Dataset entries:
────────────────

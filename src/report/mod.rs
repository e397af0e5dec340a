//! Summary statistics and grouped/top-N breakdowns over a (filtered) dataset.
//!
//! Everything here is a pure function of its input rows and is recomputed in full
//! on every filter change. Missing amounts are left out of sums and medians but
//! still count as rows.

mod render;

pub use render::render_text;

use serde::Serialize;
use std::collections::{HashMap, HashSet};

use crate::core::{Dataset, Role, Transaction};

/// How many symbols the top-N breakdowns keep.
pub const TOP_N: usize = 20;

/// Headline statistics.
#[derive(Debug, Clone, PartialEq, Serialize)]
pub struct Summary {
    /// Sum of all present amounts; 0 when there are none.
    pub total_volume: f64,
    /// Median of the present amounts; `None` when there are none.
    pub median_amount: Option<f64>,
    /// Number of distinct symbols.
    pub companies: usize,
    /// Number of rows, including rows without an amount.
    pub rows: usize,
    /// Number of rows that have an amount.
    pub priced_rows: usize,
}

/// Summed amount for one symbol.
#[derive(Debug, Clone, PartialEq, Serialize)]
pub struct SymbolVolume {
    pub symbol: String,
    pub amount: f64,
}

/// Summed amount for one (symbol, role) pair.
#[derive(Debug, Clone, PartialEq, Serialize)]
pub struct RoleVolume {
    pub symbol: String,
    pub role: Role,
    pub amount: f64,
}

/// Distinct insiders and summed amount for one symbol.
#[derive(Debug, Clone, PartialEq, Serialize)]
pub struct SymbolInsiders {
    pub symbol: String,
    pub insiders: usize,
    pub total_amount: f64,
}

/// Distinct insiders for one (symbol, role) pair.
#[derive(Debug, Clone, PartialEq, Serialize)]
pub struct RoleInsiders {
    pub symbol: String,
    pub role: Role,
    pub insiders: usize,
}

/// Everything the report page shows, computed from one filtered dataset.
#[derive(Debug, Clone, PartialEq, Serialize)]
pub struct Report {
    pub summary: Summary,
    pub top_by_volume: Vec<SymbolVolume>,
    pub volume_by_role: Vec<RoleVolume>,
    pub transactions: Vec<Transaction>,
    pub top_by_insiders: Vec<SymbolInsiders>,
    pub insiders_by_role: Vec<RoleInsiders>,
    pub insider_table: Vec<SymbolInsiders>,
}

impl Report {
    /// Compute every breakdown for `dataset`, keeping `top_n` symbols in the top lists.
    pub fn build(dataset: &Dataset, top_n: usize) -> Self {
        let rows = &dataset.rows;
        let top_by_volume = top_by_volume(rows, top_n);
        let volume_by_role = volume_by_role(rows, &top_by_volume);
        let insider_table = insider_counts(rows);
        let top_by_insiders: Vec<SymbolInsiders> =
            insider_table.iter().take(top_n).cloned().collect();
        let insiders_by_role = insiders_by_role(rows, &top_by_insiders);

        Self {
            summary: summarize(rows),
            top_by_volume,
            volume_by_role,
            transactions: rows.clone(),
            top_by_insiders,
            insiders_by_role,
            insider_table,
        }
    }
}

/// Headline statistics for `rows`.
pub fn summarize(rows: &[Transaction]) -> Summary {
    let mut amounts: Vec<f64> = rows.iter().filter_map(|t| t.amount).collect();
    let companies = rows
        .iter()
        .map(|t| t.symbol.as_str())
        .collect::<HashSet<_>>()
        .len();

    Summary {
        total_volume: amounts.iter().sum(),
        median_amount: median(&mut amounts),
        companies,
        rows: rows.len(),
        priced_rows: amounts.len(),
    }
}

/// Median of `values`; the mean of the two middle values for an even count.
pub fn median(values: &mut [f64]) -> Option<f64> {
    if values.is_empty() {
        return None;
    }
    values.sort_by(f64::total_cmp);
    let mid = values.len() / 2;
    if values.len() % 2 == 0 {
        Some(f64::midpoint(values[mid - 1], values[mid]))
    } else {
        Some(values[mid])
    }
}

/// Sum amounts per symbol, keyed in first-appearance order.
fn volume_per_symbol(rows: &[Transaction]) -> Vec<SymbolVolume> {
    let mut index: HashMap<&str, usize> = HashMap::new();
    let mut out: Vec<SymbolVolume> = Vec::new();
    for t in rows {
        let i = *index.entry(t.symbol.as_str()).or_insert_with(|| {
            out.push(SymbolVolume {
                symbol: t.symbol.clone(),
                amount: 0.0,
            });
            out.len() - 1
        });
        out[i].amount += t.amount.unwrap_or(0.0);
    }
    out
}

/// The `n` symbols with the largest summed amount, largest first.
///
/// Ties keep first-appearance order.
pub fn top_by_volume(rows: &[Transaction], n: usize) -> Vec<SymbolVolume> {
    let mut per_symbol = volume_per_symbol(rows);
    // `sort_by` is stable, so equal sums stay in first-appearance order.
    per_symbol.sort_by(|a, b| b.amount.total_cmp(&a.amount));
    per_symbol.truncate(n);
    per_symbol
}

/// Summed amount per (symbol, role), restricted to the symbols in `top`.
///
/// Ordered by `top`, then by role display order. Roles with no rows for a symbol
/// are omitted. Per symbol, the amounts add up to that symbol's total in `top`.
pub fn volume_by_role(rows: &[Transaction], top: &[SymbolVolume]) -> Vec<RoleVolume> {
    let mut sums: HashMap<(&str, Role), f64> = HashMap::new();
    for t in rows {
        *sums.entry((t.symbol.as_str(), t.role)).or_insert(0.0) += t.amount.unwrap_or(0.0);
    }

    top.iter()
        .flat_map(|sv| {
            let sums = &sums;
            Role::ALL.into_iter().filter_map(move |role| {
                sums.get(&(sv.symbol.as_str(), role)).map(|&amount| RoleVolume {
                    symbol: sv.symbol.clone(),
                    role,
                    amount,
                })
            })
        })
        .collect()
}

/// Distinct insiders and summed amount per symbol, most insiders first.
///
/// Ties keep first-appearance order.
pub fn insider_counts(rows: &[Transaction]) -> Vec<SymbolInsiders> {
    let mut index: HashMap<&str, usize> = HashMap::new();
    let mut names: Vec<HashSet<&str>> = Vec::new();
    let mut out: Vec<SymbolInsiders> = Vec::new();

    for t in rows {
        let i = *index.entry(t.symbol.as_str()).or_insert_with(|| {
            out.push(SymbolInsiders {
                symbol: t.symbol.clone(),
                insiders: 0,
                total_amount: 0.0,
            });
            names.push(HashSet::new());
            out.len() - 1
        });
        names[i].insert(t.insider.as_str());
        out[i].total_amount += t.amount.unwrap_or(0.0);
    }
    for (entry, set) in out.iter_mut().zip(&names) {
        entry.insiders = set.len();
    }

    out.sort_by(|a, b| b.insiders.cmp(&a.insiders));
    out
}

/// The `n` symbols with the most distinct insiders.
pub fn top_by_insiders(rows: &[Transaction], n: usize) -> Vec<SymbolInsiders> {
    let mut all = insider_counts(rows);
    all.truncate(n);
    all
}

/// Distinct insiders per (symbol, role), restricted to the symbols in `top`.
///
/// Ordered by `top`, then by role display order; roles with nobody are omitted.
pub fn insiders_by_role(rows: &[Transaction], top: &[SymbolInsiders]) -> Vec<RoleInsiders> {
    let mut names: HashMap<(&str, Role), HashSet<&str>> = HashMap::new();
    for t in rows {
        names
            .entry((t.symbol.as_str(), t.role))
            .or_default()
            .insert(t.insider.as_str());
    }

    top.iter()
        .flat_map(|si| {
            let names = &names;
            Role::ALL.into_iter().filter_map(move |role| {
                names
                    .get(&(si.symbol.as_str(), role))
                    .map(|set| RoleInsiders {
                        symbol: si.symbol.clone(),
                        role,
                        insiders: set.len(),
                    })
            })
        })
        .collect()
}
//! Turn extracted listing tables into typed [`Transaction`] rows.

mod role;

pub use role::{ROLE_RULES, classify};

use crate::core::conversions::{parse_date, parse_number};
use crate::core::{Dataset, IcError, Transaction};
use crate::extract::{RawRow, RawTable};

/// Semantic column names, assigned by position to the listing's columns.
pub const COLUMNS: [&str; 11] = [
    "Filing",
    "Symbol",
    "Security",
    "Insider name",
    "Relationship",
    "Transaction date",
    "Type",
    "Shares",
    "Price",
    "Amount",
    "D/I",
];

/// Concatenate per-page tables in the given order and normalize every row.
///
/// `pages` pairs each table with its one-based page index, which only labels errors.
///
/// # Errors
///
/// Returns [`IcError::PageFormat`] if a row does not have exactly the expected number
/// of columns or its filing date cannot be read.
pub fn normalize<I>(pages: I) -> Result<Dataset, IcError>
where
    I: IntoIterator<Item = (u32, RawTable)>,
{
    let mut rows = Vec::new();
    for (page, table) in pages {
        rows.reserve(table.rows.len());
        for (i, raw) in table.rows.iter().enumerate() {
            rows.push(normalize_row(page, i, raw)?);
        }
    }
    Ok(Dataset::new(rows))
}

/// Rename one row positionally and coerce its typed fields.
///
/// # Errors
///
/// See [`normalize`].
pub fn normalize_row(page: u32, index: usize, raw: &RawRow) -> Result<Transaction, IcError> {
    let cells: Vec<&str> = raw.values().collect();
    let [
        filing,
        symbol,
        security,
        insider,
        relationship,
        transaction_date,
        kind,
        shares,
        price,
        amount,
        ownership,
    ] = cells[..]
    else {
        return Err(IcError::page_format(
            page,
            format!(
                "row {index}: expected {} columns, found {}",
                COLUMNS.len(),
                cells.len()
            ),
        ));
    };

    let filing = parse_date(filing).ok_or_else(|| {
        IcError::page_format(page, format!("row {index}: unreadable filing date {filing:?}"))
    })?;

    Ok(Transaction {
        filing,
        symbol: symbol.to_string(),
        security: security.to_string(),
        insider: insider.to_string(),
        relationship: relationship.to_string(),
        transaction_date: parse_date(transaction_date),
        kind: kind.to_string(),
        shares: parse_number(shares),
        price: parse_number(price),
        amount: parse_number(amount),
        ownership: ownership.to_string(),
        role: classify(relationship),
    })
}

────────────────

Exercise prompt: When a line contains the string "HashMap", copy it from the records.

Exercise output:
use std::collections::{HashMap, HashSet};
    let mut index: HashMap<&str, usize> = HashMap::new();
    let mut sums: HashMap<(&str, Role), f64> = HashMap::new();
    let mut index: HashMap<&str, usize> = HashMap::new();
    let mut names: HashMap<(&str, Role), HashSet<&str>> = HashMap::new();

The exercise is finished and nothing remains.